• **What you will do**
In the records that come next, find every line with "only". Return those lines.
*** Opening Data provided ***
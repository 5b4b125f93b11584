//! Concurrent query execution
//!
//! All distinct groups execute in parallel with no ordering guarantee
//! among themselves; the pipeline suspends at a single join point until
//! every group has completed, because a meta element's result may be
//! needed by any element rendered later. A failed group nulls its own
//! members only.

use std::path::Path;
use std::sync::Arc;

use futures::future::join_all;
use tracing::{debug, instrument, warn};

use crate::client::{QueryService, RawResult};
use crate::dedup::QueryGroup;
use crate::store::ResultStore;

/// What happened across one execution pass
#[derive(Debug, Default)]
pub struct ExecutionReport {
    pub executed: usize,
    pub failed: usize,
}

/// Execute every group concurrently and fan results out to member keys.
///
/// With `dump_dir` set, each distinct query's raw result is written to
/// `<dir>/<identity>.json` (or `.bin` for image results) for offline
/// inspection.
#[instrument(skip_all, fields(groups = groups.len()))]
pub async fn execute_groups(
    service: &dyn QueryService,
    groups: &[QueryGroup],
    store: &ResultStore,
    dump_dir: Option<&Path>,
) -> ExecutionReport {
    let executions = groups
        .iter()
        .map(|group| async move { service.run_query(&group.request).await });
    let outcomes = join_all(executions).await;

    let mut report = ExecutionReport {
        executed: groups.len(),
        ..ExecutionReport::default()
    };

    for (group, outcome) in groups.iter().zip(outcomes) {
        match outcome {
            Ok(raw) => {
                debug!(
                    identity = %group.identity,
                    members = group.members.len(),
                    "query group executed"
                );
                if let Some(dir) = dump_dir {
                    dump_raw_result(dir, &group.identity, &raw);
                }
                let shared = Arc::new(raw);
                for member in &group.members {
                    store.insert(member.clone(), Some(Arc::clone(&shared)));
                }
            }
            Err(e) => {
                warn!(identity = %group.identity, "query group failed: {e:#}");
                report.failed += 1;
                for member in &group.members {
                    store.insert(member.clone(), None);
                }
            }
        }
    }

    report
}

fn dump_raw_result(dir: &Path, identity: &str, raw: &RawResult) {
    if let Err(e) = std::fs::create_dir_all(dir) {
        warn!("cannot create dump directory {}: {e}", dir.display());
        return;
    }
    let written = match raw {
        RawResult::Tabular(value) => {
            let path = dir.join(format!("{identity}.json"));
            serde_json::to_string_pretty(value)
                .map_err(std::io::Error::other)
                .and_then(|text| std::fs::write(path, text))
        }
        RawResult::Binary(bytes) => std::fs::write(dir.join(format!("{identity}.bin")), bytes),
    };
    if let Err(e) = written {
        warn!("cannot dump result {identity}: {e}");
    }
}
//! Result normalization
//!
//! Converts one raw `json_bi` payload (field metadata plus rows) into a
//! labeled tabular structure: ordered columns with human display labels,
//! rows as ordered cell sequences, missing values normalized to empty.
//! Pure and deterministic for a given raw input.

use once_cell::sync::Lazy;
use regex::Regex;
use serde_json::Value;

static WS_RE: Lazy<Regex> = Lazy::new(|| Regex::new(r"\s+").unwrap());

/// One labeled column of a normalized result
#[derive(Debug, Clone, PartialEq)]
pub struct Column {
    /// Raw flattened field key, e.g. `orders.count.value`
    pub key: String,
    /// Display label: metadata name, lower-cased and whitespace-normalized
    pub label: String,
}

/// Labeled tabular result shared read-only by every consuming element
#[derive(Debug, Clone, Default)]
pub struct ResultSet {
    pub columns: Vec<Column>,
    pub rows: Vec<Vec<Value>>,
}

impl ResultSet {
    pub fn is_empty(&self) -> bool {
        self.rows.is_empty() || self.columns.is_empty()
    }

    pub fn cell(&self, row: usize, col: usize) -> Option<&Value> {
        self.rows.get(row)?.get(col)
    }

    /// Cell as display text; missing and null cells are empty strings
    pub fn cell_text(&self, row: usize, col: usize) -> Option<String> {
        self.cell(row, col).map(display)
    }

    /// Cell as a number, for chart series values
    pub fn cell_number(&self, row: usize, col: usize) -> Option<f64> {
        match self.cell(row, col)? {
            Value::Number(n) => n.as_f64(),
            Value::String(s) if !s.trim().is_empty() => s.trim().parse().ok(),
            _ => None,
        }
    }

    /// Resolve a selector against key, display label or positional index
    pub fn column_index(&self, selector: &str) -> Option<usize> {
        if let Some(idx) = self
            .columns
            .iter()
            .position(|c| c.key == selector || c.label.eq_ignore_ascii_case(selector))
        {
            return Some(idx);
        }
        let idx: usize = selector.trim().parse().ok()?;
        (idx < self.columns.len()).then_some(idx)
    }
}

/// Cell value as user-facing text
pub fn display(value: &Value) -> String {
    match value {
        Value::Null => String::new(),
        Value::String(s) => s.clone(),
        Value::Number(n) => n.to_string(),
        Value::Bool(b) => b.to_string(),
        other => other.to_string(),
    }
}

/// Normalize one raw `json_bi` payload.
pub fn normalize(raw: &Value) -> ResultSet {
    let fields = metadata_fields(raw);

    let flattened: Vec<Vec<(String, Value)>> = raw
        .get("rows")
        .and_then(Value::as_array)
        .map(|rows| rows.iter().map(flatten_row).collect())
        .unwrap_or_default();

    // Union of row keys, first-seen order across rows.
    let mut seen: Vec<String> = Vec::new();
    for row in &flattened {
        for (key, _) in row {
            if !seen.iter().any(|k| k == key) {
                seen.push(key.clone());
            }
        }
    }

    // Metadata field order first, leftovers after.
    let mut ordered: Vec<String> = Vec::new();
    for (name, _) in &fields {
        for key in &seen {
            if belongs_to(key, name) && !ordered.contains(key) {
                ordered.push(key.clone());
            }
        }
    }
    for key in &seen {
        if !ordered.contains(key) {
            ordered.push(key.clone());
        }
    }

    let columns: Vec<Column> = ordered
        .iter()
        .map(|key| Column {
            key: key.clone(),
            label: label_for(key, &fields),
        })
        .collect();

    let rows: Vec<Vec<Value>> = flattened
        .into_iter()
        .map(|row| {
            columns
                .iter()
                .map(|col| {
                    row.iter()
                        .find(|(k, _)| k == &col.key)
                        .map(|(_, v)| match v {
                            Value::Null => Value::String(String::new()),
                            other => other.clone(),
                        })
                        .unwrap_or_else(|| Value::String(String::new()))
                })
                .collect()
        })
        .collect();

    ResultSet { columns, rows }
}

/// Ordered (name, label) pairs from the payload's field metadata
fn metadata_fields(raw: &Value) -> Vec<(String, String)> {
    let mut fields = Vec::new();
    let Some(meta) = raw.get("metadata").and_then(|m| m.get("fields")) else {
        return fields;
    };
    for section in ["dimensions", "measures", "table_calculations"] {
        let Some(items) = meta.get(section).and_then(Value::as_array) else {
            continue;
        };
        for item in items {
            let Some(name) = item.get("name").and_then(Value::as_str) else {
                continue;
            };
            let label = item
                .get("label")
                .and_then(Value::as_str)
                .unwrap_or(name)
                .to_string();
            fields.push((name.to_string(), label));
        }
    }
    fields
}

fn belongs_to(key: &str, field_name: &str) -> bool {
    key == field_name || key.starts_with(&format!("{field_name}."))
}

/// Map a flattened key through the field metadata's display name. Pivot
/// segments between the field name and the `.value` suffix are appended.
fn label_for(key: &str, fields: &[(String, String)]) -> String {
    for (name, label) in fields {
        if belongs_to(key, name) {
            let mid = key
                .strip_prefix(name.as_str())
                .unwrap_or("")
                .trim_matches('.')
                .trim_end_matches("value")
                .trim_matches('.');
            let full = if mid.is_empty() {
                label.clone()
            } else {
                format!("{label} {}", mid.replace('.', " "))
            };
            return normalize_label(&full);
        }
    }
    normalize_label(key)
}

fn normalize_label(label: &str) -> String {
    WS_RE.replace_all(label.trim(), " ").to_lowercase()
}

/// Flatten one row object into dotted (key, leaf) pairs
fn flatten_row(row: &Value) -> Vec<(String, Value)> {
    let mut cells = Vec::new();
    if let Value::Object(map) = row {
        for (key, value) in map {
            flatten_into(key, value, &mut cells);
        }
    }
    cells
}

fn flatten_into(prefix: &str, value: &Value, cells: &mut Vec<(String, Value)>) {
    match value {
        Value::Object(map) => {
            for (key, inner) in map {
                flatten_into(&format!("{prefix}.{key}"), inner, cells);
            }
        }
        leaf => cells.push((prefix.to_string(), leaf.clone())),
    }
}
#[tokio::test]
async fn write_in_place_keeps_meta_elements() {
    let mut deck = Deck {
        slides: vec![Slide {
            elements: vec![text_element(
                1,
                "id: '42'\nmeta: true\nmeta_name: shared_orders",
            )],
        }],
    };

    let service = MockQueryService::new()
        .with_look(look("42", "orders"))
        .with_result("orders", RawResult::Tabular(orders_payload()));

    let options = RunOptions {
        write_in_place: true,
        ..RunOptions::default()
    };
    run_pipeline(&mut deck, &service, &options).await.unwrap();

    assert!(deck.element(0, 1).is_some());
}

#[tokio::test]
async fn consumer_without_provider_fails_gracefully() {
    let mut deck = Deck {
        slides: vec![Slide {
            elements: vec![text_element(1, "id: never_published\nid_type: meta")],
        }],
    };
    let service = MockQueryService::new();

    let report = run_pipeline(&mut deck, &service, &RunOptions::default())
        .await
        .unwrap();

    assert_eq!(service.run_calls(), 0);
    assert_eq!(report.failed(), 1);
}

// ============================================================================
// FILTERS AND TABLES
// ============================================================================

#[tokio::test]
async fn run_level_filter_reaches_the_executed_query() {
    let mut deck = Deck {
        slides: vec![Slide {
            elements: vec![text_element(
                1,
                "id: '42'\nfilter: orders.region\nlabel: orders count",
            )],
        }],
    };

    let service = MockQueryService::new()
        .with_look(look("42", "orders"))
        .with_result("orders", RawResult::Tabular(orders_payload()));

    let options = RunOptions {
        filter: Some("APAC".to_string()),
        ..RunOptions::default()
    };
    run_pipeline(&mut deck, &service, &options).await.unwrap();

    let executed = service.executed_requests();
    assert_eq!(executed.len(), 1);
    assert_eq!(
        executed[0].body.filters.as_ref().unwrap()["orders.region"],
        "APAC"
    );
}

#[tokio::test]
async fn table_fill_is_bounded_and_clears_stale_cells() {
    let mut grid = TableGrid::new(4, 3);
    for r in 0..4 {
        for c in 0..3 {
            grid.set_cell(r, c, "stale");
        }
    }
    let mut deck = Deck {
        slides: vec![Slide {
            elements: vec![Element {
                id: 1,
                name: "table-1".to_string(),
                binding: Some("id: '42'".to_string()),
                frame: Frame {
                    left: 0.0,
                    top: 0.0,
                    width: 300.0,
                    height: 120.0,
                },
                content: Content::Table(grid),
            }],
        }],
    };

    let service = MockQueryService::new()
        .with_look(look("42", "orders"))
        .with_result("orders", RawResult::Tabular(orders_payload()));

    run_pipeline(&mut deck, &service, &RunOptions::default())
        .await
        .unwrap();

    let Content::Table(grid) = &deck.element(0, 1).unwrap().content else {
        panic!("table vanished");
    };
    // header row + two data rows in the first two columns; the rest clear
    assert_eq!(grid.cell(0, 0), Some("date"));
    assert_eq!(grid.cell(1, 0), Some("jan"));
    assert_eq!(grid.cell(2, 1), Some("21"));
    assert_eq!(grid.cell(3, 0), Some(""));
    assert_eq!(grid.cell(0, 2), Some(""));
}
*** Closing Data provided ***
• **Answer to the exercise**
//! members only.
/// Labeled tabular result shared read-only by every consuming element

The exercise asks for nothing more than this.